RECORD EXCERPTS:

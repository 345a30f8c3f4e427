//! # Generator 模块
//!
//! 移动过渡族生成器：由一组几何/时序参数确定性地生成 9 个命名的移动过渡
//! （1 个普通移动 + 4 个进场方向 + 4 个退场方向）。
//!
//! 生成器自身没有可失败的逻辑，只是委托描述符构造；构造错误用 `?` 原样
//! 向上传播，不重试、不吞掉。同一前缀重复生成是合法的，由注册表按
//! 后写覆盖语义替换全部 9 个绑定（见 [`registry`](crate::registry)）。

use crate::descriptor::{ExtraParams, MoveOverride, TransitionDescriptor};
use crate::easing::TimeWarp;
use crate::error::{ConstructionError, TransitionResult};
use crate::offset::MoveDirection;

/// 默认图层集合
pub const DEFAULT_LAYERS: &[&str] = &["master"];

/// 移动过渡族参数
///
/// 每个绑定的描述符完全由这些参数决定，除时间扭曲表与方向偏移表外
/// 没有任何隐藏状态。
///
/// # 示例
///
/// ```ignore
/// let family = MoveFamily::new("move", 0.5);
/// let bindings = family.generate()?;          // 9 个 (名称, 描述符)
/// assert_eq!(bindings.len(), 9);
/// ```
#[derive(Debug, Clone, PartialEq)]
pub struct MoveFamily {
    /// 注册名前缀（普通移动直接用前缀，方向变体拼接方向后缀）
    pub prefix: String,
    /// 持续时间（秒）
    pub delay: f32,
    /// 主移动的时间扭曲
    pub time_warp: TimeWarp,
    /// 进场元素的时间扭曲（`in*` 变体）
    pub in_time_warp: TimeWarp,
    /// 退场元素的时间扭曲（`out*` 变体）
    pub out_time_warp: TimeWarp,
    /// 几何参照取旧元素而非新元素
    pub reference_old: bool,
    /// 受影响的图层
    pub layers: Vec<String>,
    /// 原样转发给渲染器的额外参数
    pub extra: ExtraParams,
}

impl MoveFamily {
    /// 创建过渡族参数（全部曲线为线性，图层为 `["master"]`）
    pub fn new(prefix: impl Into<String>, delay: f32) -> Self {
        Self {
            prefix: prefix.into(),
            delay,
            time_warp: TimeWarp::default(),
            in_time_warp: TimeWarp::default(),
            out_time_warp: TimeWarp::default(),
            reference_old: false,
            layers: DEFAULT_LAYERS.iter().map(|s| s.to_string()).collect(),
            extra: ExtraParams::new(),
        }
    }

    /// 设置主移动/进场/退场的时间扭曲
    pub fn with_warps(
        mut self,
        time_warp: TimeWarp,
        in_time_warp: TimeWarp,
        out_time_warp: TimeWarp,
    ) -> Self {
        self.time_warp = time_warp;
        self.in_time_warp = in_time_warp;
        self.out_time_warp = out_time_warp;
        self
    }

    /// 以旧元素为几何参照
    pub fn with_reference_old(mut self, reference_old: bool) -> Self {
        self.reference_old = reference_old;
        self
    }

    /// 设置受影响的图层
    pub fn with_layers(mut self, layers: Vec<String>) -> Self {
        self.layers = layers;
        self
    }

    /// 设置额外参数包
    pub fn with_extra(mut self, extra: ExtraParams) -> Self {
        self.extra = extra;
        self
    }

    /// 生成全部 9 个绑定
    ///
    /// 顺序固定：先普通移动，然后按 [`MoveDirection::ALL`] 的顺序。
    /// 任何一个描述符构造失败都返回错误，不产生部分结果。
    pub fn generate(&self) -> TransitionResult<Vec<(String, TransitionDescriptor)>> {
        if self.prefix.is_empty() {
            return Err(ConstructionError::EmptyPrefix);
        }

        let mut bindings = Vec::with_capacity(1 + MoveDirection::ALL.len());

        // 普通移动：无进场/退场覆盖，直接绑定在前缀名下
        bindings.push((
            self.prefix.clone(),
            TransitionDescriptor::movement(
                self.delay,
                self.time_warp,
                None,
                None,
                self.reference_old,
                self.layers.clone(),
                self.extra.clone(),
            )?,
        ));

        for direction in MoveDirection::ALL {
            let overridden = MoveOverride {
                offset: direction.offset(),
                time_warp: if direction.is_enter() {
                    self.in_time_warp
                } else {
                    self.out_time_warp
                },
            };
            let (enter, leave) = if direction.is_enter() {
                (Some(overridden), None)
            } else {
                (None, Some(overridden))
            };

            bindings.push((
                format!("{}{}", self.prefix, direction.suffix()),
                TransitionDescriptor::movement(
                    self.delay,
                    self.time_warp,
                    enter,
                    leave,
                    self.reference_old,
                    self.layers.clone(),
                    self.extra.clone(),
                )?,
            ));
        }

        Ok(bindings)
    }
}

WHAT YOU HAVE TO DO: The answer must consist solely of the lines from the first line of the data to the line holding "后写覆盖语义替换全部 9 个绑定（见", each given again exactly.

TASK RESULT:
repository 345a30f8c3f4e427
//! # Generator 模块
//!
//! 移动过渡族生成器：由一组几何/时序参数确定性地生成 9 个命名的移动过渡
//! （1 个普通移动 + 4 个进场方向 + 4 个退场方向）。
//!
//! 生成器自身没有可失败的逻辑，只是委托描述符构造；构造错误用 `?` 原样
//! 向上传播，不重试、不吞掉。同一前缀重复生成是合法的，由注册表按
//! 后写覆盖语义替换全部 9 个绑定（见 [`registry`](crate::registry)）。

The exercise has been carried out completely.